Sherri Browning Erwin (born October 8, 1968) is an American novelist, best known for literary mash-ups, paranormal romance, and historical romance.

Biography 

Sherri Browning Erwin was born on October 8, 1968, in Holyoke, Massachusetts. She graduated from Mount Holyoke College in 1990 with a B.A. in English literature. In 1999, her first book, The Scoundrel's Vow, was published by Dell Books. She currently lives in Connecticut with her husband and two children.

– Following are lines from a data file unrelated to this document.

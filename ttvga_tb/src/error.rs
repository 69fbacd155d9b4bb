use thiserror::Error;
use ttvga_sim::time;

pub type TtvgaTbResult<T> = Result<T, Error>;

#[derive(Debug, Error)]
pub enum Error {
    #[error(
        "assertion failed at {}: {signal_name} == 0b{actual}, expected 0b{expected}",
        at(.time_ps)
    )]
    AssertionMismatch {
        signal_name: String,
        expected: String,
        actual: String,
        time_ps: u64,
    },
    #[error("simulator: {}", _0)]
    Simulator(String),
    #[error("unexpected response to `{}`", _0)]
    UnexpectedResponse(String),
    #[error("ttvga_sim: {}", _0)]
    Sim(ttvga_sim::Error),
    #[error("ttvga_local_sim: {}", _0)]
    LocalSim(ttvga_local_sim::Error),
    #[error("invalid config: {}", _0)]
    Config(serde_json::Error),
    #[error("IO error: {}", _0)]
    Io(std::io::Error),
}

fn at(time_ps: &u64) -> String {
    time::format_ps(*time_ps)
}

impl From<ttvga_sim::Error> for Error {
    fn from(value: ttvga_sim::Error) -> Self {
        Self::Sim(value)
    }
}

impl From<ttvga_local_sim::Error> for Error {
    fn from(value: ttvga_local_sim::Error) -> Self {
        Self::LocalSim(value)
    }
}

impl From<serde_json::Error> for Error {
    fn from(value: serde_json::Error) -> Self {
        Self::Config(value)
    }
}

impl From<std::io::Error> for Error {
    fn from(value: std::io::Error) -> Self {
        Self::Io(value)
    }
}

impl From<ttvga_rs::Error> for Error {
    fn from(value: ttvga_rs::Error) -> Self {
        Self::LocalSim(value.into())
    }
}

In 2010, she released Jane Slayre, a mash-up parody of Charlotte Brontë's Jane Eyre which added vampires, werewolves, and other such supernatural elements to the original story. The book was released during the literary mash-up trend started by Seth Grahame-Smith's hit Pride and Prejudice and Zombies, and was cited by reviewers as a positive example of the trend. Jane Slayre was generally well-received, and received a follow-up, Grave Expectations, a year later.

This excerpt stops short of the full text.